======== LISTED RECORDS
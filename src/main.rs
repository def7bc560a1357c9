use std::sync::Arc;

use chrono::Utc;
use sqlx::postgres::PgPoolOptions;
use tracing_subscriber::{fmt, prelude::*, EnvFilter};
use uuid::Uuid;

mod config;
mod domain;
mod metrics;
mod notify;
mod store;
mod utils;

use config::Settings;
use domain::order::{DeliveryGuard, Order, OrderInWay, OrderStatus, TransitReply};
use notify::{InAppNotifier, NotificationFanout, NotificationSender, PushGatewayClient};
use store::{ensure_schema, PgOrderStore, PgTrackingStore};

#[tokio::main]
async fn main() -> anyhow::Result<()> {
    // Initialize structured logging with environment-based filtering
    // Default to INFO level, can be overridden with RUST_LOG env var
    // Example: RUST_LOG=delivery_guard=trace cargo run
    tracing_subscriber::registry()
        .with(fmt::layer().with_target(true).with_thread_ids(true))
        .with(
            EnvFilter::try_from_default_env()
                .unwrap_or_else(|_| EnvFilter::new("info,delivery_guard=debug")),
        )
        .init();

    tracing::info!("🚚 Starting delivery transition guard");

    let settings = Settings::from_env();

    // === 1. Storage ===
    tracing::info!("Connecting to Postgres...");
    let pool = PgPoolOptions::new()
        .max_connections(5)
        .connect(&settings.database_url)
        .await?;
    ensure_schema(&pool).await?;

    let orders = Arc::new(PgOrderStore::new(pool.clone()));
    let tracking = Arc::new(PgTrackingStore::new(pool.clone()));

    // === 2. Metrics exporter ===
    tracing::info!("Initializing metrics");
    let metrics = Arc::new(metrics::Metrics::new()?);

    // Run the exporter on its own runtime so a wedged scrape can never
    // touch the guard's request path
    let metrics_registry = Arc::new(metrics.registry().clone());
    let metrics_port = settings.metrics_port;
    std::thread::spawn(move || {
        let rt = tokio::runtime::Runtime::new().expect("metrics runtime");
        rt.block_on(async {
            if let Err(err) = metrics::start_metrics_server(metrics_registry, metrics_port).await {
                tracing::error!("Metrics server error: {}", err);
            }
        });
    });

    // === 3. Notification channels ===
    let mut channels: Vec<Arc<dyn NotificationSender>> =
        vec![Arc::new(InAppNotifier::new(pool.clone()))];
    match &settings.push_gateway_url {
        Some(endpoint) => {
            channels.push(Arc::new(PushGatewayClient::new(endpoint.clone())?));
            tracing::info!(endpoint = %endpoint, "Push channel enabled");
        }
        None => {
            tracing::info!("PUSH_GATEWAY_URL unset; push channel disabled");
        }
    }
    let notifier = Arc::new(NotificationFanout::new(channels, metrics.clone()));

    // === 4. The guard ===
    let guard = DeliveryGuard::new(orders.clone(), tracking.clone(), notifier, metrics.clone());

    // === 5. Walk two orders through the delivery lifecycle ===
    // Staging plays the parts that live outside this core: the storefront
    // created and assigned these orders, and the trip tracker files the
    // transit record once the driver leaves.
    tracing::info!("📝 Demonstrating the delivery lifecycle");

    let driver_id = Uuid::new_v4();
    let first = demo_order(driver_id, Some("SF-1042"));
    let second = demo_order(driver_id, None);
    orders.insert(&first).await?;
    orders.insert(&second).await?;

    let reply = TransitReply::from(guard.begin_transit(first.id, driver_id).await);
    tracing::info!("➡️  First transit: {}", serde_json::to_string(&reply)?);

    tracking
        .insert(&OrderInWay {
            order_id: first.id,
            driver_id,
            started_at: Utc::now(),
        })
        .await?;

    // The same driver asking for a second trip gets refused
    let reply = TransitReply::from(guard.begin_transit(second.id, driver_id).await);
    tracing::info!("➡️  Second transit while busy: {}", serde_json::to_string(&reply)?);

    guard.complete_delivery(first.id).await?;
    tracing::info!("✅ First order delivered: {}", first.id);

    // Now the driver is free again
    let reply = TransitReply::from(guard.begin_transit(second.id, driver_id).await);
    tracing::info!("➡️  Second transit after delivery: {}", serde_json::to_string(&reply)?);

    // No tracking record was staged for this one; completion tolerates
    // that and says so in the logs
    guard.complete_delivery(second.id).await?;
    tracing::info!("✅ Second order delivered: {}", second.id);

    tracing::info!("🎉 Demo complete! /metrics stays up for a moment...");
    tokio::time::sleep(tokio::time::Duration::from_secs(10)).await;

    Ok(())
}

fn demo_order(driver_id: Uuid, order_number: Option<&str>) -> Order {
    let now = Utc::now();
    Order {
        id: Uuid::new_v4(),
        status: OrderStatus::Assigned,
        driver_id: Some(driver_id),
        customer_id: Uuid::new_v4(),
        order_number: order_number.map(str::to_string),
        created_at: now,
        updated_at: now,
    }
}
================
**EXERCISE:** Nothing is to be altered; retype each entry exactly.

**ANSWER TO THE PROBLEM:**
filename src/main.rs
repository def7bc560a1357c9
use std::sync::Arc;

use chrono::Utc;
use sqlx::postgres::PgPoolOptions;
use tracing_subscriber::{fmt, prelude::*, EnvFilter};
use uuid::Uuid;

mod config;
mod domain;
mod metrics;
mod notify;
mod store;
mod utils;

use config::Settings;
use domain::order::{DeliveryGuard, Order, OrderInWay, OrderStatus, TransitReply};
use notify::{InAppNotifier, NotificationFanout, NotificationSender, PushGatewayClient};
use store::{ensure_schema, PgOrderStore, PgTrackingStore};

#[tokio::main]
async fn main() -> anyhow::Result<()> {
    // Initialize structured logging with environment-based filtering
    // Default to INFO level, can be overridden with RUST_LOG env var
    // Example: RUST_LOG=delivery_guard=trace cargo run
    tracing_subscriber::registry()
        .with(fmt::layer().with_target(true).with_thread_ids(true))
        .with(
            EnvFilter::try_from_default_env()
                .unwrap_or_else(|_| EnvFilter::new("info,delivery_guard=debug")),
        )
        .init();

    tracing::info!("🚚 Starting delivery transition guard");

    let settings = Settings::from_env();

    // === 1. Storage ===
    tracing::info!("Connecting to Postgres...");
    let pool = PgPoolOptions::new()
        .max_connections(5)
        .connect(&settings.database_url)
        .await?;
    ensure_schema(&pool).await?;

    let orders = Arc::new(PgOrderStore::new(pool.clone()));
    let tracking = Arc::new(PgTrackingStore::new(pool.clone()));

    // === 2. Metrics exporter ===
    tracing::info!("Initializing metrics");
    let metrics = Arc::new(metrics::Metrics::new()?);

    // Run the exporter on its own runtime so a wedged scrape can never
    // touch the guard's request path
    let metrics_registry = Arc::new(metrics.registry().clone());
    let metrics_port = settings.metrics_port;
    std::thread::spawn(move || {
        let rt = tokio::runtime::Runtime::new().expect("metrics runtime");
        rt.block_on(async {
            if let Err(err) = metrics::start_metrics_server(metrics_registry, metrics_port).await {
                tracing::error!("Metrics server error: {}", err);
            }
        });
    });

    // === 3. Notification channels ===
    let mut channels: Vec<Arc<dyn NotificationSender>> =
        vec![Arc::new(InAppNotifier::new(pool.clone()))];
    match &settings.push_gateway_url {
        Some(endpoint) => {
            channels.push(Arc::new(PushGatewayClient::new(endpoint.clone())?));
            tracing::info!(endpoint = %endpoint, "Push channel enabled");
        }
        None => {
            tracing::info!("PUSH_GATEWAY_URL unset; push channel disabled");
        }
    }
    let notifier = Arc::new(NotificationFanout::new(channels, metrics.clone()));

    // === 4. The guard ===
    let guard = DeliveryGuard::new(orders.clone(), tracking.clone(), notifier, metrics.clone());

    // === 5. Walk two orders through the delivery lifecycle ===
    // Staging plays the parts that live outside this core: the storefront
    // created and assigned these orders, and the trip tracker files the
    // transit record once the driver leaves.
    tracing::info!("📝 Demonstrating the delivery lifecycle");

    let driver_id = Uuid::new_v4();
    let first = demo_order(driver_id, Some("SF-1042"));
    let second = demo_order(driver_id, None);
    orders.insert(&first).await?;
    orders.insert(&second).await?;

    let reply = TransitReply::from(guard.begin_transit(first.id, driver_id).await);
    tracing::info!("➡️  First transit: {}", serde_json::to_string(&reply)?);

    tracking
        .insert(&OrderInWay {
            order_id: first.id,
            driver_id,
            started_at: Utc::now(),
        })
        .await?;

    // The same driver asking for a second trip gets refused
    let reply = TransitReply::from(guard.begin_transit(second.id, driver_id).await);
    tracing::info!("➡️  Second transit while busy: {}", serde_json::to_string(&reply)?);

    guard.complete_delivery(first.id).await?;
    tracing::info!("✅ First order delivered: {}", first.id);

    // Now the driver is free again
    let reply = TransitReply::from(guard.begin_transit(second.id, driver_id).await);
    tracing::info!("➡️  Second transit after delivery: {}", serde_json::to_string(&reply)?);

    // No tracking record was staged for this one; completion tolerates
    // that and says so in the logs
    guard.complete_delivery(second.id).await?;
    tracing::info!("✅ Second order delivered: {}", second.id);

    tracing::info!("🎉 Demo complete! /metrics stays up for a moment...");
    tokio::time::sleep(tokio::time::Duration::from_secs(10)).await;

    Ok(())
}

fn demo_order(driver_id: Uuid, order_number: Option<&str>) -> Order {
    let now = Utc::now();
    Order {
        id: Uuid::new_v4(),
        status: OrderStatus::Assigned,
        driver_id: Some(driver_id),
        customer_id: Uuid::new_v4(),
        order_number: order_number.map(str::to_string),
        created_at: now,
        updated_at: now,
    }
}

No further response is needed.